Garbage detection method of neural network model based on deep learning

Technical Field

The invention belongs to the technical field of garbage detection, and mainly relates to a garbage detection method based on a neural network model of deep learning.

Background

In recent years, the combined application of garbage sorting devices and computer vision technology has gradually replaced the conventional manual garbage sorting method to become a mainstream garbage sorting method. Objects such as pop cans, wine bottles, plastic bottles and the like are different in materials and similar in appearance, and classification detection errors easily occur during detection. Under the actual garbage recycling detection scene, the garbage objects are easy to deform and shelter, the garbage objects with higher transparency are often confused with the background, and the difficulty of extracting the characteristics of the target objects is increased.

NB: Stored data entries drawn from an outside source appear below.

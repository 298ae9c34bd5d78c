use serde::{Deserialize, Serialize, Serializer};
use std::collections::BTreeMap;
use std::fmt;

/// 庫存「大於 N」的前綴字元，例如 `>50`
pub const SENTINEL_PREFIX: char = '>';

/// Merged records fall back to this when neither source has a name/brand.
pub const UNKNOWN: &str = "Unknown";

/// Stock quantity as exported by a warehouse.
///
/// Warehouses report either an exact count or a lower bound (`>50`). The
/// lower bound is never summed with anything; it is carried through the
/// merge and written back in its `>N` text form.
#[derive(Debug, Clone, Copy, PartialEq, Eq, Hash)]
pub enum Stock {
    Known(i64),
    AtLeast(i64),
}

impl Stock {
    pub const ZERO: Stock = Stock::Known(0);

    /// 解析 "10" 或 ">20"；其他內容回傳 None
    pub fn parse(raw: &str) -> Option<Self> {
        let raw = raw.trim();
        match raw.strip_prefix(SENTINEL_PREFIX) {
            Some(bound) => bound.trim().parse().ok().map(Stock::AtLeast),
            None => raw.parse().ok().map(Stock::Known),
        }
    }

    pub fn is_sentinel(&self) -> bool {
        matches!(self, Stock::AtLeast(_))
    }
}

impl Default for Stock {
    fn default() -> Self {
        Self::ZERO
    }
}

impl fmt::Display for Stock {
    fn fmt(&self, f: &mut fmt::Formatter<'_>) -> fmt::Result {
        match self {
            Stock::Known(n) => write!(f, "{}", n),
            Stock::AtLeast(n) => write!(f, "{}{}", SENTINEL_PREFIX, n),
        }
    }
}

impl Serialize for Stock {
    fn serialize<S: Serializer>(&self, serializer: S) -> std::result::Result<S::Ok, S::Error> {
        match self {
            Stock::Known(n) => serializer.serialize_i64(*n),
            Stock::AtLeast(_) => serializer.collect_str(self),
        }
    }
}

/// One article from one warehouse export.
#[derive(Debug, Clone, PartialEq, Eq, Serialize)]
pub struct WarehouseItem {
    pub seller_article: String,
    pub article: String,
    pub brand: String,
    pub name: String,
    pub stock: Stock,
    pub price: i64,
}

/// 以 seller_article 為 key 的單一倉庫資料
pub type Dataset = BTreeMap<String, WarehouseItem>;

/// A normalized export together with the file it came from.
#[derive(Debug, Clone)]
pub struct SourceDataset {
    pub label: String,
    pub items: Dataset,
}

impl SourceDataset {
    pub fn len(&self) -> usize {
        self.items.len()
    }

    pub fn is_empty(&self) -> bool {
        self.items.is_empty()
    }
}

/// Both warehouses, in delivery order. Order matters: the first one wins
/// name/brand and sentinel tie-breaks.
#[derive(Debug, Clone)]
pub struct SourceDatasets {
    pub first: SourceDataset,
    pub second: SourceDataset,
}

#[derive(Debug, Clone, PartialEq, Eq, Serialize)]
pub struct MergedArticleRecord {
    pub article: String,
    pub name: String,
    pub brand: String,
    pub stock: Stock,
    pub price: i64,
}

pub type MergedReport = BTreeMap<String, MergedArticleRecord>;

/// Which code the two warehouses are joined on.
#[derive(Debug, Clone, Copy, PartialEq, Eq, Default, Serialize, Deserialize)]
#[serde(rename_all = "snake_case")]
pub enum MergeKey {
    /// 各倉庫自己的 seller_article (原始行為)
    #[default]
    SellerArticle,
    CanonicalArticle,
}

impl std::str::FromStr for MergeKey {
    type Err = String;

    fn from_str(s: &str) -> std::result::Result<Self, Self::Err> {
        match s {
            "seller_article" | "seller" => Ok(Self::SellerArticle),
            "canonical_article" | "canonical" | "article" => Ok(Self::CanonicalArticle),
            other => Err(format!(
                "unknown merge key '{}', expected seller_article or canonical_article",
                other
            )),
        }
    }
}

/// Markup tiers turning the highest purchase price into a sale price.
#[derive(Debug, Clone, Copy, PartialEq, Eq, Serialize, Deserialize)]
#[serde(default)]
pub struct PricingRule {
    pub threshold: i64,
    pub low_multiplier: i64,
    pub high_multiplier: i64,
}

impl Default for PricingRule {
    fn default() -> Self {
        Self {
            threshold: 300,
            low_multiplier: 3,
            high_multiplier: 2,
        }
    }
}

impl PricingRule {
    pub fn apply(&self, max_price: i64) -> Option<i64> {
        if max_price < self.threshold {
            max_price.checked_mul(self.low_multiplier)
        } else {
            max_price.checked_mul(self.high_multiplier)
        }
    }
}
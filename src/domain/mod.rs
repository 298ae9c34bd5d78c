// Domain layer: core models and ports (interfaces). No I/O beyond the trait definitions.

pub mod model;
pub mod ports;
pub mod table;
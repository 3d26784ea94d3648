//! Conversation flows
//!
//! Each flow is a set of pure functions over the session store: input
//! text in, replies out. The dispatcher routes inbound messages to the
//! flow owning the user's session.

pub mod alarm;
pub mod assessment;
pub mod planner;
pub mod stress;
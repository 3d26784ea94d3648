//! Application settings management
//!
//! This module defines the configuration structure and provides methods
//! for loading settings from an optional TOML file and environment
//! variables.

use serde::{Deserialize, Serialize};

/// Main application configuration structure
#[derive(Debug, Clone, Default, Deserialize, Serialize)]
pub struct Settings {
    #[serde(default)]
    pub bot: BotConfig,
    #[serde(default)]
    pub storage: StorageConfig,
    #[serde(default)]
    pub session: SessionConfig,
    #[serde(default)]
    pub logging: LoggingConfig,
}

/// Telegram bot configuration
#[derive(Debug, Clone, Deserialize, Serialize)]
pub struct BotConfig {
    /// Bot access token; the only required secret.
    pub token: String,
    /// Long-poll timeout handed to getUpdates, in seconds.
    pub poll_timeout_secs: u32,
}

/// File storage configuration
#[derive(Debug, Clone, Deserialize, Serialize)]
pub struct StorageConfig {
    /// Append-only assessment results file.
    pub results_path: String,
    /// Append-only event log file.
    pub event_log_path: String,
    /// Directory receiving timestamped result backups.
    pub backup_dir: String,
    /// How often the results file is backed up, in seconds.
    pub backup_interval_secs: u64,
}

/// Session lifecycle configuration
#[derive(Debug, Clone, Deserialize, Serialize)]
pub struct SessionConfig {
    /// Sessions idle longer than this are reclaimed by the sweep.
    pub idle_timeout_secs: u64,
    /// How often the idle sweep runs, in seconds.
    pub sweep_interval_secs: u64,
}

/// Logging configuration
#[derive(Debug, Clone, Deserialize, Serialize)]
pub struct LoggingConfig {
    pub level: String,
    /// Directory for the daily rolling log file.
    pub dir: String,
}

impl Settings {
    /// Load settings from the configuration file and environment variables.
    ///
    /// The bot token may be provided either as `STUDYBUDDY_BOT__TOKEN`
    /// (or in `config.toml`) or as a plain `BOT_TOKEN` variable.
    pub fn new() -> Result<Self, config::ConfigError> {
        let settings = config::Config::builder()
            .add_source(config::File::with_name("config").required(false))
            .add_source(config::Environment::with_prefix("STUDYBUDDY").separator("__"))
            .build()?;

        let mut settings: Settings = settings.try_deserialize()?;

        if settings.bot.token.is_empty() {
            if let Ok(token) = std::env::var("BOT_TOKEN") {
                settings.bot.token = token;
            }
        }

        Ok(settings)
    }

    /// Validate configuration settings
    pub fn validate(&self) -> Result<(), crate::utils::errors::StudyBuddyError> {
        super::validation::validate_settings(self)
    }
}

impl Default for BotConfig {
    fn default() -> Self {
        Self {
            token: String::new(),
            poll_timeout_secs: 25,
        }
    }
}

impl Default for StorageConfig {
    fn default() -> Self {
        Self {
            results_path: "educational_data.csv".to_string(),
            event_log_path: "bot_logs.txt".to_string(),
            backup_dir: "backup".to_string(),
            backup_interval_secs: 3600,
        }
    }
}

impl Default for SessionConfig {
    fn default() -> Self {
        Self {
            idle_timeout_secs: 7200,
            sweep_interval_secs: 600,
        }
    }
}

impl Default for LoggingConfig {
    fn default() -> Self {
        Self {
            level: "info".to_string(),
            dir: "logs".to_string(),
        }
    }
}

In recent years, a target detection algorithm based on deep learning is becoming the mainstream of the target detection algorithm. The deep architecture of the full convolution network is used to detect spam in images, the network trains on a spam image (GINI) dataset, detects images and roughly partitions the spam areas, and finally optimizes the network structure for deployment to the mobile end. The mobilent network is used to pre-train on ImageNet datasets, followed by training on datasets composed of glass, paper, plastic, metal, and other garbage. CompostNet networks are used to identify and classify kitchen waste.

Although the garbage detection algorithm based on deep learning has achieved better results, the following problems still exist: the structure of the rubbish object made of the same material is diversified, the change of the external dimension is large, the situation of deformation and shielding is easy to occur, and the rubbish object is often confused with the background when the transparency is higher. The target detection algorithm based on deep learning is affected by feature extraction, so that the accuracy of garbage object detection is reduced, and the conditions of missing detection, false detection and the like are easy to occur.

Disclosure of Invention

In order to solve the technical problems, the invention provides a garbage detection method based on a neural network model of deep learning, which can accurately identify object information in an acquired picture and achieve the effect of rapidly detecting household garbage.

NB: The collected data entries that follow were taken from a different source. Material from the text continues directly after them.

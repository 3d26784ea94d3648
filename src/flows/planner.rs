//! Study plan rendering
//!
//! Stateless: a grade goes in, a canned weekly plan comes out. The
//! grade picker marker deciding whether a grade button lands here or
//! in the assessment lives in the dispatcher.

use crate::catalog::{keyboards, texts};
use crate::dispatcher::Reply;
use crate::models::Grade;
use crate::storage::EventLog;

/// Render the weekly study plan for a grade.
pub fn plan_for(grade: Grade, user_id: i64, events: &dyn EventLog) -> Vec<Reply> {
    events.record(
        "DETAILED_PLAN_CREATED",
        user_id,
        &format!("Grade: {}", grade.label()),
    );

    vec![Reply::with_keyboard(
        texts::study_plan(grade),
        keyboards::main_menu(),
    )]
}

Comprising the following steps:

constructing a garbage detection model based on a target detection network of YOLOv4, wherein the garbage detection model comprises an Input network module, a backhaul network module, a Neck network module and a Head network module;

collecting garbage images of daily scenes;

inputting the garbage image to an Input module for preprocessing;

the preprocessed garbage image is subjected to feature extraction through a backhaul network module to obtain a feature layer;

based on the feature layer, carrying out feature fusion through the Neck network module to obtain a feature layer to be predicted;

and inputting the layer to be predicted into a Head module for outputting, and obtaining the detection information of the garbage image.

Optionally, the preprocessing is: carrying out data enhancement processing on the garbage image;

the data enhancement process includes: carrying out random scaling, random cutting, random arrangement and Mostic data enhancement on the garbage image;

the Mostic data enhancement is to randomly splice four garbage images into one picture.

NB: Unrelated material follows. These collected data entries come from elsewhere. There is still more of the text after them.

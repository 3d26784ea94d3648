//! Configuration management module
//!
//! This module handles loading and validation of application configuration
//! from TOML files and environment variables.

pub mod settings;
pub mod validation;

pub use settings::{BotConfig, LoggingConfig, SessionConfig, Settings, StorageConfig};
//! Screen and message texts
//!
//! All user-facing prompt and result texts, in Persian with HTML
//! markup. Keyboards live in [`super::keyboards`], labels in
//! [`super::labels`].

use crate::models::{Alarm, AssessmentTier, Grade};

use super::labels;

/// Generic display name used when the platform provides none.
pub const FALLBACK_NAME: &str = "کاربر";

pub fn welcome(name: &str) -> String {
    format!(
        "🌟 <b>سلام {name} عزیز!</b>\n\n\
         🎓 <b>به رهنمای تحصیلی خوش آمدید</b>\n\n\
         📚 <b>خدمات تخصصی ما برای پایه‌های ششم تا دوازدهم:</b>\n\
         • ارزیابی دقیق وضعیت تحصیلی\n\
         • برنامه‌ریزی درسی شخصی‌سازی شده\n\
         • سیستم آلارم مطالعه هوشمند\n\
         • پیگیری پیشرفت تحصیلی\n\
         • مدیریت استرس و اضطراب امتحان\n\n\
         👇 <b>لطفاً یکی از خدمات را انتخاب کنید:</b>"
    )
}

pub const BACK_TO_MAIN_MENU: &str = "🔙 بازگشت به منوی اصلی";

pub const MENU_FALLBACK: &str = "⚠️ لطفاً از منوی زیر انتخاب کنید:";

pub const CHOOSE_FROM_OPTIONS: &str = "⚠️ لطفاً از گزینه‌های موجود انتخاب کنید.";

pub const SEND_RETRY_APOLOGY: &str = "⚠️ خطای موقت، لطفاً مجدد تلاش کنید";

// ---- Assessment ----

pub const ASSESSMENT_GRADE_PROMPT: &str = "📊 <b>ارزیابی تحصیلی</b>\n\n\
     🎒 <b>لطفاً پایه تحصیلی خود را انتخاب کنید:</b>";

/// Question sets per grade. Grades without a registered set fall back
/// to the sixth-grade list.
pub fn questions_for(grade: Grade) -> &'static [&'static str; 5] {
    match grade {
        Grade::Nine => &QUESTIONS_NINE,
        Grade::Twelve => &QUESTIONS_TWELVE,
        _ => &QUESTIONS_SIX,
    }
}

pub const QUESTIONS_SIX: [&str; 5] = [
    "۱. وضعیت شما در درس ریاضی چگونه است؟",
    "۲. عملکردتان در علوم چطور است؟",
    "۳. وضعیت درس فارسی چگونه است؟",
    "۴. ساعت مطالعه روزانه شما چقدر است؟",
    "۵. چه مشکلاتی در یادگیری دارید؟",
];

pub const QUESTIONS_NINE: [&str; 5] = [
    "۱. وضعیت دروس اصلی (ریاضی، علوم، فارسی) چگونه است؟",
    "۲. برای انتخاب رشته چه برنامه‌ای دارید؟",
    "۳. ساعت مطالعه روزانه چقدر است؟",
    "۴. در چه دروسی نیاز به کمک دارید؟",
    "۵. هدف تحصیلی شما چیست؟",
];

pub const QUESTIONS_TWELVE: [&str; 5] = [
    "۱. وضعیت دروس تخصصی چگونه است؟",
    "۲. برنامه‌ریزی کنکور دارید؟",
    "۳. ساعت مطالعه روزانه چقدر است؟",
    "۴. سطح استرس شما چقدر است؟",
    "۵. چه منابعی استفاده می‌کنید؟",
];

pub fn assessment_intro(grade: Grade, question_count: usize) -> String {
    format!(
        "📝 <b>ارزیابی تحصیلی پایه {}</b>\n\n\
         این ارزیابی {} سوال دارد و وضعیت تحصیلی شما را تحلیل می‌کند.\n\n\
         <b>لطفاً به سوالات با دقت پاسخ دهید:</b>",
        grade.label(),
        question_count
    )
}

pub fn assessment_question(index: usize, total: usize, question: &str) -> String {
    format!("<b>سوال {} از {}</b>\n\n{}", index + 1, total, question)
}

pub fn assessment_result(grade: Grade, total: u32, max: u32, tier: AssessmentTier) -> String {
    format!(
        "📊 <b>نتایج ارزیابی تحصیلی</b>\n\n\
         🎒 <b>پایه:</b> {}\n\
         📈 <b>امتیاز شما:</b> {} از {}\n\
         📋 <b>وضعیت:</b> {}\n\n\
         💡 <b>توصیه‌ها:</b>\n{}\n\n\
         🎯 <b>قدم بعدی:</b>\n\
         برای دریافت برنامه‌ریزی شخصی، از منوی اصلی گزینه «🎯 برنامه‌ریزی» را انتخاب کنید.",
        grade.label(),
        total,
        max,
        tier.status(),
        tier.recommendation()
    )
}

// ---- Study planner ----

pub const PLANNER_GRADE_PROMPT: &str = "🎯 <b>سیستم برنامه‌ریزی درسی هوشمند</b>\n\n\
     📊 این سیستم بر اساس:\n\
     • پایه تحصیلی شما\n\
     • سطح درسی\n\
     • زمان‌های در دسترس\n\
     • اهداف تحصیلی\n\n\
     برنامه‌ای شخصی‌سازی شده تولید می‌کند.\n\n\
     👇 لطفاً پایه تحصیلی خود را انتخاب کنید:";

pub fn study_plan(grade: Grade) -> String {
    match grade {
        Grade::Six => "📅 برنامه هفتگی پایه ششم\n\n\
             📋 <b>برنامه روزهای هفته:</b>\n\
             <b>شنبه:</b>\n\
             ⏰ ۱۶:۰۰-۱۷:۰۰ - ریاضی\n\
             ⏰ ۱۷:۳۰-۱۸:۱۵ - علوم\n\
             ⏰ ۱۹:۰۰-۱۹:۴۵ - فارسی\n\n\
             💡 <b>توصیه‌های تخصصی:</b>\n\
             • مطالعه روزانه ۲-۳ ساعت\n\
             • استراحت بین مطالعه\n\
             • حل تمرینات عملی"
            .to_string(),
        _ => format!(
            "📅 برنامه هفتگی پایه {grade}\n\n\
             📋 <b>برنامه پیشنهادی پایه {grade}:</b>\n\
             ⏰ ۱۶:۰۰-۱۷:۳۰ - دروس اصلی\n\
             ⏰ ۱۸:۰۰-۱۹:۰۰ - دروس فرعی\n\n\
             💡 <b>توصیه‌های پایه {grade}:</b>\n\
             • مطالعه منظم روزانه\n\
             • استراحت بین جلسات مطالعه",
            grade = grade.label()
        ),
    }
}

// ---- Alarm system ----

pub const ALARM_SYSTEM: &str = "⏰ <b>سیستم آلارم مطالعه هوشمند</b>\n\n\
     🎯 <b>ویژگی‌ها:</b>\n\
     • ⏰ یادآور زمان مطالعه\n\
     • ☕ هشدار زمان استراحت\n\n\
     👇 لطفاً نوع سرویس مورد نیاز را انتخاب کنید:";

pub const ALARM_TYPE_PROMPT: &str =
    "⏰ <b>تنظیم آلارم جدید</b>\nلطفاً نوع آلارم را انتخاب کنید:";

pub const ALARM_TIME_PROMPT: &str = "🕒 <b>زمان آلارم</b>\nلطفاً زمان آلارم را انتخاب کنید:";

pub const ALARM_DAYS_PROMPT: &str =
    "📅 <b>روزهای هفته</b>\nلطفاً روزهای فعال بودن آلارم را انتخاب کنید:";

pub const ALARM_INVALID_TIME: &str = "⚠️ زمان نامعتبر! لطفاً از دکمه‌ها استفاده کنید.";

pub fn alarm_days_ack(days: &[String]) -> String {
    format!("✅ روزهای انتخاب شده: {}", days.join("، "))
}

pub fn alarm_saved(alarm: &Alarm) -> String {
    format!(
        "✅ <b>آلارم با موفقیت تنظیم شد</b>\n\
         • نوع: {}\n\
         • زمان: {}\n\
         • روزها: {}",
        alarm.kind.as_str(),
        alarm.time,
        alarm.days.join(", ")
    )
}

pub const NO_ALARMS: &str = "⏰ شما هیچ آلارم فعالی ندارید.";

pub fn alarm_list(alarms: &[Alarm]) -> String {
    let mut text = String::from("⏰ <b>آلارم‌های فعال شما:</b>\n");
    for alarm in alarms {
        text.push_str(&format!("• {} - {}\n", alarm.kind.as_str(), alarm.time));
    }
    text
}

// ---- Stress triage ----

pub const STRESS_PROMPT: &str =
    "😊 <b>مدیریت استرس و اضطراب</b>\nلطفاً سطح استرس خود را انتخاب کنید:";

pub const STRESS_LOW_RESPONSE: &str = "🟢 وضعیت عالی! ادامه دهید.";
pub const STRESS_MODERATE_RESPONSE: &str = "🟡 نیاز به استراحت بیشتر دارید.";
pub const STRESS_SEVERE_RESPONSE: &str = "🔴 نیاز به مشاوره فوری دارید.";

pub fn stress_high_response() -> String {
    format!("🟠 با مشاور تماس بگیرید: {}", labels::COUNSELING_PHONE)
}

// ---- Static screens ----

pub const PROGRESS_PLACEHOLDER: &str =
    "📈 <b>پیگیری پیشرفت تحصیلی</b>\n\nاین سرویس به زودی فعال می‌شود...";

pub fn counseling_contact() -> String {
    format!(
        "📞 برای مشاوره با شماره {} تماس بگیرید",
        labels::COUNSELING_PHONE
    )
}

pub fn help_screen() -> String {
    format!(
        "ℹ️ <b>راهنمای استفاده</b>\n\n\
         🎓 <b>خدمات موجود:</b>\n\
         • 📊 ارزیابی تحصیلی\n\
         • 🎯 برنامه‌ریزی درسی\n\
         • ⏰ آلارم مطالعه\n\
         • 😊 مدیریت استرس\n\n\
         📞 <b>مشاوره:</b> {}",
        labels::COUNSELING_PHONE
    )
}

#[cfg(test)]
mod tests {
    use super::*;

    #[test]
    fn test_question_set_selection() {
        assert_eq!(questions_for(Grade::Six), &QUESTIONS_SIX);
        assert_eq!(questions_for(Grade::Nine), &QUESTIONS_NINE);
        assert_eq!(questions_for(Grade::Twelve), &QUESTIONS_TWELVE);
    }

    #[test]
    fn test_unlisted_grades_fall_back_to_default() {
        for grade in [Grade::Seven, Grade::Eight, Grade::Ten, Grade::Eleven] {
            assert_eq!(questions_for(grade), &QUESTIONS_SIX);
        }
    }

    #[test]
    fn test_every_question_set_has_five_questions() {
        for grade in Grade::ALL {
            assert_eq!(questions_for(grade).len(), 5);
        }
    }

    #[test]
    fn test_result_text_contains_tier_recommendation() {
        let text = assessment_result(Grade::Nine, 6, 10, AssessmentTier::Acceptable);
        assert!(text.contains("نهم"));
        assert!(text.contains("6 از 10"));
        assert!(text.contains(AssessmentTier::Acceptable.recommendation()));
    }
}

Optionally, the backhaul network module includes an activation function and a residual block structure.

Optionally, the activation function is a mich activation function;

the residual block structure is a stacked composition of one downsampling and multiple residual structures.

Optionally, the Neck network module adopts an SPP+PANet structure, two layers of transformers are added between the SPP structure and the PANet structure to enhance feature extraction, and four feature layers to be predicted are output to the Head network module.

Optionally, the Head network module carries out regression and classification on the layer to be predicted to obtain detection information of the garbage image.

Optionally, the Head network module optimizes the selection of the prediction box using a Soft-NMS algorithm.

Optionally, the detection information of the garbage image includes: and the size, the center position and the confidence of the object in the garbage image.

Optionally, the garbage detection model based on the YOLOv4 neural network structure includes:

collecting a data set of a household garbage image, marking the data set, and dividing the marked data set into a training set and a verification set;

selecting the YOLOv4 neural network;

training the YOLOv4 neural network based on the training set, verifying the trained YOLOv4 neural network based on the verification set, and obtaining the garbage detection image by the YOLOv4 neural network after verification.

Optionally, training the YOLOv4 neural network based on the training set includes: and (3) accelerating by using Cuda software, optimizing the model by using an SGD method, and dynamically adjusting the training learning rate of the model by using a cosine annealing algorithm.

Compared with the prior art, the invention can bring at least one of the following beneficial effects:

1. introducing a transducer encoder module into a Yolov4 trunk feature extraction network, and enhancing feature extraction, in particular feature extraction of a deformed transparent target.

2. And replacing the NMS algorithm with a Soft-NMS algorithm, optimizing the selection of a prediction frame, reducing the omission ratio of the garbage object under the condition of dense shielding, and improving the detection precision.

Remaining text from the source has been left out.